You will be redirected to the company’s authentication page
If ADSF finds a valid token for you, you will be directed to the application registration portal. Otherwise you’ll get the same logon page you see for many other MS cloud-hosted apps. Once you have authenticated, click “Add an app” in the upper right-hand corner of the page.
Provide a descriptive name for the application and click “Create”
Click “Generate New Password” to generate a new application secret. Copy it into a temporary document. Copy the “Application Id” into the same temporary document.
Click “Add Platform” and select “Web”
Enter the appropriate redirect/logout URLs (this will be application specific – in the pre-built examples, the post-authentication redirect URL is http://localhost:5000/login/authorized
Delegated permissions impersonate the signed in user, application permissions use the application’s credentials to perform actions. I use delegated permissions, although there are use cases where application permissions would be appropriate (batch jobs, for instance).
Add any permissions your app requires – for simple authentication, the default delegated permission “User.Read” is sufficient. If you want to perform additional actions – write files, send mail, etc – then you will need to click “Add” and select the extra permissions.

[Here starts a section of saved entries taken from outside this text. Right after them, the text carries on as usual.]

//! SCF API server endpoint reconciler
//!
//! Publishes this API server in the bootstrap endpoints for as long as it
//! runs, and withdraws it on shutdown.

use std::sync::Arc;
use std::time::Duration;

use anyhow::{Context, Result};
use scf_apiserver::config::Config;
use scf_apiserver::{LeaseEndpointReconciler, ReconcilerConfig};
use scf_registry::{MemoryRegistry, PgRegistry, Registry};
use tokio::sync::watch;
use tracing::{error, info, warn};
use tracing_subscriber::{layer::SubscriberExt, util::SubscriberInitExt, EnvFilter};

#[tokio::main]
async fn main() -> Result<()> {
    let config = Config::from_env()?;

    tracing_subscriber::registry()
        .with(EnvFilter::try_from_default_env().unwrap_or_else(|_| config.log_level.clone().into()))
        .with(tracing_subscriber::fmt::layer().json())
        .init();

    info!(
        advertise_ip = %config.advertise_ip,
        service_group_id = %config.service_group_id,
        service_port = config.service_port,
        endpoints = %format!("{}/{}", config.endpoints_namespace, config.endpoints_name),
        "Starting endpoint reconciler"
    );

    let registry: Arc<dyn Registry> = if config.dev_registry {
        warn!("Using in-memory registry; endpoints are local to this process");
        Arc::new(MemoryRegistry::new())
    } else {
        Arc::new(
            PgRegistry::connect(&config.db)
                .await
                .context("failed to connect to registry database")?,
        )
    };

    let reconciler = Arc::new(LeaseEndpointReconciler::new(
        registry,
        ReconcilerConfig {
            service_group_id: config.service_group_id.clone(),
            ip: config.advertise_ip.to_string(),
            ports: config.ports(),
            lease_duration: config.lease_duration,
            reconcile_ports: config.reconcile_ports,
            namespace: config.endpoints_namespace.clone(),
            name: config.endpoints_name.clone(),
            rpc_timeout: config.rpc_timeout,
        },
    ));

    let (shutdown_tx, shutdown_rx) = watch::channel(false);
    let mut handle = tokio::spawn(reconciler.run(config.reconcile_interval, shutdown_rx));

    tokio::select! {
        _ = tokio::signal::ctrl_c() => {
            info!("Received shutdown signal");
        }
        result = &mut handle => {
            if let Err(e) = result {
                error!(error = %e, "Endpoint reconciler task panicked");
                return Err(e.into());
            }
        }
    }

    let _ = shutdown_tx.send(true);
    if !handle.is_finished() {
        // Teardown removes our lease and endpoints once.
        if tokio::time::timeout(Duration::from_secs(10), handle).await.is_err() {
            warn!("Endpoint reconciler did not stop in time");
        }
    }

    info!("Endpoint reconciler shutdown complete");
    Ok(())
}
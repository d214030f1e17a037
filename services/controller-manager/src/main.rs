//! SCF Controller Manager
//!
//! Registers one sharded instance per configured controller type and keeps
//! it in step with its peers until shutdown.

use std::sync::Arc;
use std::time::Duration;

use anyhow::{Context, Result};
use async_trait::async_trait;
use scf_controller_manager::config::Config;
use scf_controller_manager::controller::RequeueOnError;
use scf_controller_manager::{
    BaseConfig, ControllerBase, ControllerInstanceManager, ControllerRunner, ManagerConfig,
    Reconciler, RunnerConfig,
};
use scf_id::{workload_key, Uuid};
use scf_reconcile::ReconcileResult;
use scf_registry::{ControllerInstanceStore, MemoryRegistry, PgRegistry};
use tokio::sync::watch;
use tokio::task::JoinSet;
use tracing::{debug, error, info, warn};
use tracing_subscriber::{layer::SubscriberExt, util::SubscriberInitExt, EnvFilter};

const SHUTDOWN_TIMEOUT: Duration = Duration::from_secs(30);

/// Placeholder business logic: logs every object it is handed.
struct LoggingReconciler {
    controller_type: String,
}

#[async_trait]
impl Reconciler for LoggingReconciler {
    type Item = Uuid;

    fn controller_type(&self) -> &str {
        &self.controller_type
    }

    fn workload_key(&self, item: &Uuid) -> i64 {
        workload_key(item)
    }

    async fn reconcile(&self, item: &Uuid) -> ReconcileResult<()> {
        debug!(controller_type = %self.controller_type, uid = %item, "Reconciled");
        Ok(())
    }
}

#[tokio::main]
async fn main() -> Result<()> {
    let config = Config::from_env()?;

    tracing_subscriber::registry()
        .with(EnvFilter::try_from_default_env().unwrap_or_else(|_| config.log_level.clone().into()))
        .with(tracing_subscriber::fmt::layer().json())
        .init();

    info!(
        controller_types = ?config.controller_types,
        worker_count = config.worker_count,
        max_retries = config.max_retries,
        dev_registry = config.dev_registry,
        "Starting controller manager"
    );

    let registry: Arc<dyn ControllerInstanceStore> = if config.dev_registry {
        warn!("Using in-memory registry; membership is local to this process");
        Arc::new(MemoryRegistry::new())
    } else {
        Arc::new(
            PgRegistry::connect(&config.db)
                .await
                .context("failed to connect to registry database")?,
        )
    };

    let (shutdown_tx, shutdown_rx) = watch::channel(false);

    let cim = ControllerInstanceManager::start(
        Arc::clone(&registry),
        ManagerConfig {
            rpc_timeout: config.rpc_timeout,
            ..ManagerConfig::default()
        },
    )
    .await
    .context("failed to start controller instance manager")?;

    let mut cim_handle = tokio::spawn(Arc::clone(&cim).run(shutdown_rx.clone()));

    let mut controllers = JoinSet::new();
    for controller_type in &config.controller_types {
        let base = ControllerBase::register(
            controller_type.clone(),
            Arc::clone(&registry),
            Arc::clone(&cim),
            BaseConfig {
                rpc_timeout: config.rpc_timeout,
                drain_poll_interval: config.drain_poll_interval,
                instance_lease: config.instance_lease,
                ..BaseConfig::default()
            },
        )
        .await
        .with_context(|| format!("failed to register controller '{controller_type}'"))?;

        let runner = ControllerRunner::new(
            base,
            LoggingReconciler {
                controller_type: controller_type.clone(),
            },
            RunnerConfig {
                worker_count: config.worker_count,
                item_timeout: config.item_timeout,
                out_of_range: config.out_of_range,
                drain_poll_interval: config.drain_poll_interval,
                health_report_interval: config.health_report_interval,
                ..RunnerConfig::default()
            },
        )
        .with_error_handler(RequeueOnError {
            max_retries: config.max_retries,
        });
        controllers.spawn(runner.run(shutdown_rx.clone()));
    }

    let mut fatal = None;
    tokio::select! {
        _ = tokio::signal::ctrl_c() => {
            info!("Received shutdown signal");
        }
        result = &mut cim_handle => {
            match result {
                Ok(Ok(())) => info!("Instance manager exited"),
                Ok(Err(e)) => {
                    error!(error = %e, "Instance manager failed");
                    fatal = Some(anyhow::Error::new(e));
                }
                Err(e) => {
                    error!(error = %e, "Instance manager task panicked");
                    fatal = Some(anyhow::Error::new(e));
                }
            }
        }
        Some(result) = controllers.join_next() => {
            match result {
                Ok(Ok(())) => info!("Controller exited"),
                Ok(Err(e)) => {
                    error!(error = %e, "Controller failed");
                    fatal = Some(anyhow::Error::new(e));
                }
                Err(e) => {
                    error!(error = %e, "Controller task panicked");
                    fatal = Some(anyhow::Error::new(e));
                }
            }
        }
    }

    let _ = shutdown_tx.send(true);

    info!("Waiting for controllers to shut down...");
    let joined = tokio::time::timeout(SHUTDOWN_TIMEOUT, async {
        while let Some(result) = controllers.join_next().await {
            if let Ok(Err(e)) = result {
                warn!(error = %e, "Controller stopped with error");
            }
        }
    })
    .await;
    if joined.is_err() {
        warn!("Controllers did not stop in time");
        controllers.abort_all();
    }
    if !cim_handle.is_finished() {
        let _ = tokio::time::timeout(Duration::from_secs(2), &mut cim_handle).await;
    }

    info!("Controller manager shutdown complete");
    match fatal {
        Some(e) => Err(e),
        None => Ok(()),
    }
}
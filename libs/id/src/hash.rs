//! Deterministic `UUID -> i64` workload key hash.

use uuid::Uuid;

/// Hash a workload UUID onto the controller key space `[0, i64::MAX]`.
///
/// The 16 raw bytes are read as two big-endian 64-bit halves, XORed
/// together, and the sign bit is cleared so the result is never negative.
#[must_use]
pub fn workload_key(uid: &Uuid) -> i64 {
    let bytes = uid.as_bytes();
    let mut high = [0u8; 8];
    let mut low = [0u8; 8];
    high.copy_from_slice(&bytes[..8]);
    low.copy_from_slice(&bytes[8..]);

    let mixed = u64::from_be_bytes(high) ^ u64::from_be_bytes(low);
    (mixed & (i64::MAX as u64)) as i64
}

#[cfg(test)]
mod tests {
    use super::*;
    use proptest::prelude::*;

    #[test]
    fn test_nil_uuid_hashes_to_zero() {
        assert_eq!(workload_key(&Uuid::nil()), 0);
    }

    #[test]
    fn test_known_vector() {
        // halves 0x0000000000000001 and 0x0000000000000003
        let uid = Uuid::from_bytes([0, 0, 0, 0, 0, 0, 0, 1, 0, 0, 0, 0, 0, 0, 0, 3]);
        assert_eq!(workload_key(&uid), 2);
    }

    #[test]
    fn test_sign_bit_is_cleared() {
        let mut bytes = [0u8; 16];
        bytes[..8].fill(0xff);
        assert_eq!(workload_key(&Uuid::from_bytes(bytes)), i64::MAX);
    }

    #[test]
    fn test_max_uuid_hashes_to_zero() {
        // identical halves cancel out
        assert_eq!(workload_key(&Uuid::max()), 0);
    }

    proptest! {
        #[test]
        fn prop_key_is_non_negative(bytes in any::<[u8; 16]>()) {
            let key = workload_key(&Uuid::from_bytes(bytes));
            prop_assert!(key >= 0);
        }

        #[test]
        fn prop_key_is_deterministic(bytes in any::<[u8; 16]>()) {
            let uid = Uuid::from_bytes(bytes);
            prop_assert_eq!(workload_key(&uid), workload_key(&uid));
        }
    }
}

Profile information does not need to be entered, but I have entered the “Home page URL” for all of my applications so I am confident that I know which registered app corresponds with which deployed application (i.e. eighteen months from now, I can still figure out site is using the registered “ADSF Graph Sample” app and don’t accidentally delete it when it is still in use).

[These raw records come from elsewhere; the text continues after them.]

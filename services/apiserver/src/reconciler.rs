//! Lease-based reconciler for the bootstrap endpoints.
//!
//! Every API server holds a TTL lease on `(service_group_id, ip)`. Each pass
//! renews our lease, lists the live leases of our group and rewrites our
//! group's subset of the bootstrap `Endpoints` when it no longer matches.
//! Subsets of other groups are never modified.

use std::sync::Arc;
use std::time::Duration;

use scf_endpoints::{repack, EndpointAddress, EndpointPort, EndpointSubset, Endpoints};
use scf_registry::{with_timeout, Registry};
use tokio::sync::{watch, Mutex};
use tracing::{debug, error, info, instrument, warn};

use crate::error::{EndpointReconcileError, Result};

/// Endpoint reconciler settings.
#[derive(Debug, Clone)]
pub struct ReconcilerConfig {
    pub service_group_id: String,
    pub ip: String,
    pub ports: Vec<EndpointPort>,
    pub lease_duration: Duration,
    pub reconcile_ports: bool,
    pub namespace: String,
    pub name: String,
    pub rpc_timeout: Duration,
}

/// What a reconcile pass did.
#[derive(Debug, Clone, Copy, PartialEq, Eq)]
pub enum ReconcileOutcome {
    Unchanged,
    Created,
    Updated,
    /// Reconciling was stopped; nothing was done.
    Skipped,
}

/// Checks on our group's part of an existing `Endpoints` object.
#[derive(Debug, Clone, Copy, PartialEq, Eq)]
struct SubsetCheck {
    /// Exactly one subset for our group.
    format_correct: bool,
    /// Its ready addresses are exactly the lease IPs.
    ips_correct: bool,
    /// Its ports are ours, or ports are not reconciled.
    ports_correct: bool,
}

impl SubsetCheck {
    fn is_correct(&self) -> bool {
        self.format_correct && self.ips_correct && self.ports_correct
    }
}

fn check_subsets(
    related: &[&EndpointSubset],
    ips: &[String],
    ports: &[EndpointPort],
    reconcile_ports: bool,
) -> SubsetCheck {
    let [subset] = related else {
        return SubsetCheck {
            format_correct: false,
            ips_correct: false,
            ports_correct: false,
        };
    };

    let mut addresses: Vec<&str> = subset.addresses.iter().map(|a| a.ip.as_str()).collect();
    addresses.sort_unstable();
    let ips_correct = subset.not_ready_addresses.is_empty()
        && addresses.len() == ips.len()
        && addresses.iter().zip(ips).all(|(a, b)| *a == b.as_str());

    let ports_correct = !reconcile_ports || subset.ports == ports;

    SubsetCheck {
        format_correct: true,
        ips_correct,
        ports_correct,
    }
}

/// Maintains this API server's service group subset of the bootstrap endpoints.
pub struct LeaseEndpointReconciler {
    registry: Arc<dyn Registry>,
    config: ReconcilerConfig,
    /// Serializes passes; `true` once reconciling was stopped.
    stopped: Mutex<bool>,
}

impl LeaseEndpointReconciler {
    pub fn new(registry: Arc<dyn Registry>, config: ReconcilerConfig) -> Self {
        Self {
            registry,
            config,
            stopped: Mutex::new(false),
        }
    }

    pub fn config(&self) -> &ReconcilerConfig {
        &self.config
    }

    /// Renew our lease, then bring our group's subset in line with the leases.
    pub async fn reconcile_endpoints(&self) -> Result<ReconcileOutcome> {
        let stopped = self.stopped.lock().await;
        if *stopped {
            return Ok(ReconcileOutcome::Skipped);
        }

        with_timeout(
            self.config.rpc_timeout,
            self.registry.renew_lease(
                &self.config.service_group_id,
                &self.config.ip,
                self.config.lease_duration,
            ),
        )
        .await?;

        self.pass().await
    }

    /// Drop our lease and run one pass without renewing it.
    pub async fn remove_endpoints(&self) -> Result<ReconcileOutcome> {
        let _guard = self.stopped.lock().await;

        match with_timeout(
            self.config.rpc_timeout,
            self.registry
                .remove_lease(&self.config.service_group_id, &self.config.ip),
        )
        .await
        {
            Ok(()) => {}
            Err(e) if e.is_not_found() => {}
            Err(e) => return Err(e.into()),
        }
        info!(ip = %self.config.ip, service_group_id = %self.config.service_group_id, "Removed API server lease");

        self.pass().await
    }

    /// Make later [`reconcile_endpoints`](Self::reconcile_endpoints) calls no-ops.
    pub async fn stop_reconciling(&self) {
        *self.stopped.lock().await = true;
    }

    async fn pass(&self) -> Result<ReconcileOutcome> {
        let timeout = self.config.rpc_timeout;
        let group = self.config.service_group_id.as_str();

        let mut ips: Vec<String> = with_timeout(timeout, self.registry.list_leases())
            .await?
            .into_iter()
            .filter(|lease| lease.service_group_id == group)
            .map(|lease| lease.ip)
            .collect();
        ips.sort();
        ips.dedup();
        if ips.is_empty() {
            return Err(EndpointReconcileError::NoLeases {
                service_group_id: group.to_string(),
            });
        }

        let existing = match with_timeout(
            timeout,
            self.registry
                .get_endpoints(&self.config.namespace, &self.config.name),
        )
        .await
        {
            Ok(endpoints) => Some(endpoints),
            Err(e) if e.is_not_found() => None,
            Err(e) => return Err(e.into()),
        };

        let Some(mut endpoints) = existing else {
            let mut endpoints = Endpoints::new(&self.config.namespace, &self.config.name);
            endpoints.subsets = repack(&[self.build_subset(&ips, &self.config.ports)], group);
            let created = with_timeout(timeout, self.registry.create_endpoints(endpoints)).await?;
            info!(
                service_group_id = group,
                addresses = ips.len(),
                resource_version = created.resource_version,
                "Created bootstrap endpoints"
            );
            return Ok(ReconcileOutcome::Created);
        };

        let (related, unrelated) = endpoints.partition_by_group(group);
        let check = check_subsets(&related, &ips, &self.config.ports, self.config.reconcile_ports);
        if check.is_correct() {
            debug!(service_group_id = group, addresses = ips.len(), "Endpoints up to date");
            return Ok(ReconcileOutcome::Unchanged);
        }

        // Keep the existing ports when only addresses are reconciled.
        let ports = match related.as_slice() {
            [subset] if !self.config.reconcile_ports => subset.ports.clone(),
            _ => self.config.ports.clone(),
        };
        let mut subsets: Vec<EndpointSubset> = unrelated.into_iter().cloned().collect();
        subsets.push(self.build_subset(&ips, &ports));
        endpoints.subsets = repack(&subsets, group);

        let updated = with_timeout(timeout, self.registry.update_endpoints(endpoints)).await?;
        info!(
            service_group_id = group,
            addresses = ips.len(),
            format_correct = check.format_correct,
            ips_correct = check.ips_correct,
            ports_correct = check.ports_correct,
            resource_version = updated.resource_version,
            "Updated bootstrap endpoints"
        );
        Ok(ReconcileOutcome::Updated)
    }

    fn build_subset(&self, ips: &[String], ports: &[EndpointPort]) -> EndpointSubset {
        EndpointSubset {
            addresses: ips.iter().map(EndpointAddress::new).collect(),
            not_ready_addresses: Vec::new(),
            ports: ports.to_vec(),
            service_group_id: self.config.service_group_id.clone(),
        }
    }

    /// Reconcile every `interval` until shutdown, then remove our endpoints once.
    #[instrument(
        skip(self, shutdown),
        fields(ip = %self.config.ip, service_group_id = %self.config.service_group_id)
    )]
    pub async fn run(self: Arc<Self>, interval: Duration, mut shutdown: watch::Receiver<bool>) {
        info!(interval_secs = interval.as_secs(), "Starting endpoint reconciler");

        let mut consecutive_failures = 0u32;
        let mut timer = tokio::time::interval(interval);
        timer.set_missed_tick_behavior(tokio::time::MissedTickBehavior::Delay);

        loop {
            tokio::select! {
                _ = timer.tick() => match self.reconcile_endpoints().await {
                    Ok(outcome) => {
                        consecutive_failures = 0;
                        debug!(?outcome, "Endpoint reconcile pass finished");
                    }
                    Err(e) => {
                        consecutive_failures += 1;
                        if consecutive_failures <= 3 && e.is_transient() {
                            warn!(error = %e, consecutive_failures, "Endpoint reconcile failed");
                        } else {
                            error!(error = %e, consecutive_failures, "Endpoint reconcile failed repeatedly");
                        }
                    }
                },
                changed = shutdown.changed() => {
                    if changed.is_err() || *shutdown.borrow() {
                        info!("Endpoint reconciler shutting down");
                        break;
                    }
                }
            }
        }

        self.stop_reconciling().await;
        match self.remove_endpoints().await {
            Ok(outcome) => info!(?outcome, "Removed own endpoints"),
            Err(EndpointReconcileError::NoLeases { .. }) => {
                info!("Last API server in group left; endpoints left as is")
            }
            Err(e) => warn!(error = %e, "Failed to remove own endpoints"),
        }
    }
}

#[cfg(test)]
mod tests {
    use rstest::rstest;

    use super::*;

    fn subset(ips: &[&str], ports: &[i32], group: &str) -> EndpointSubset {
        EndpointSubset {
            addresses: ips.iter().map(|ip| EndpointAddress::new(*ip)).collect(),
            not_ready_addresses: Vec::new(),
            ports: ports.iter().map(|p| EndpointPort::tcp("https", *p)).collect(),
            service_group_id: group.to_string(),
        }
    }

    fn ips(list: &[&str]) -> Vec<String> {
        list.iter().map(|s| s.to_string()).collect()
    }

    #[rstest]
    #[case::matching(vec![subset(&["1.1.1.1", "2.2.2.2"], &[443], "")], true, true, true)]
    #[case::missing_ip(vec![subset(&["1.1.1.1"], &[443], "")], true, false, true)]
    #[case::extra_ip(vec![subset(&["1.1.1.1", "2.2.2.2", "3.3.3.3"], &[443], "")], true, false, true)]
    #[case::wrong_port(vec![subset(&["1.1.1.1", "2.2.2.2"], &[6443], "")], true, true, false)]
    #[case::two_subsets(vec![subset(&["1.1.1.1"], &[443], ""), subset(&["2.2.2.2"], &[443], "")], false, false, false)]
    #[case::no_subset(vec![], false, false, false)]
    fn test_check_subsets(
        #[case] related: Vec<EndpointSubset>,
        #[case] format: bool,
        #[case] ips_ok: bool,
        #[case] ports_ok: bool,
    ) {
        let refs: Vec<&EndpointSubset> = related.iter().collect();
        let check = check_subsets(
            &refs,
            &ips(&["1.1.1.1", "2.2.2.2"]),
            &[EndpointPort::tcp("https", 443)],
            true,
        );
        assert_eq!(check.format_correct, format);
        assert_eq!(check.ips_correct, ips_ok);
        assert_eq!(check.ports_correct, ports_ok);
    }

    #[test]
    fn test_ports_ignored_when_not_reconciled() {
        let related = [subset(&["1.1.1.1"], &[6443], "")];
        let refs: Vec<&EndpointSubset> = related.iter().collect();
        let ports = [EndpointPort::tcp("https", 443)];
        let check = check_subsets(&refs, &ips(&["1.1.1.1"]), &ports, false);
        assert!(check.is_correct());
    }

    #[test]
    fn test_not_ready_addresses_fail_ip_check() {
        let mut s = subset(&["1.1.1.1"], &[443], "");
        s.not_ready_addresses.push(EndpointAddress::new("2.2.2.2"));
        let refs = vec![&s];
        let ports = [EndpointPort::tcp("https", 443)];
        let check = check_subsets(&refs, &ips(&["1.1.1.1"]), &ports, true);
        assert!(check.format_correct);
        assert!(!check.ips_correct);
    }
}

Click Save. You can return to your “My Applications” listing to verify the app was created successfully.
Application Implementation:
To use an example app from Microsoft’s repository, clone it.
git clone https://github.com/microsoftgraph/python-sample-auth.git
Edit the config.py file and update the “CLIENT_ID” variable with your Application Id and update the “CLIENT_SECRET” variable with your Application Secret password. (As they note, in a production implementation you would hash this out and store it somewhere else, not just drop it in clear text in your code … also if you publish a screen shot of your app ID & secret somewhere, generate a new password or delete the app registration and create a new one. Which is to say, do not retype the info in my example, I’ve already deleted the registration used herein.)
Install the prerequisites using “pip install -r requirements.txt”
Then run the application – in the authentication example, there are multiple web applications that use different interfaces. I am running “python sample_flask.py”
Once it is running, access your site at http://localhost:5000
The initial page will load; click on “Connect”
Enter your company user ID and click “Next”
This will redirect to the company’s sign-on page. For in-domain computers or computers that have already authenticated to ADSF, you won’t have to enter credentials. Otherwise, you’ll be asked to logon (and possibly perform the two-factor authentication verification).
Voila, the user is authenticated and you’ve got access to some basic directory info about the individual.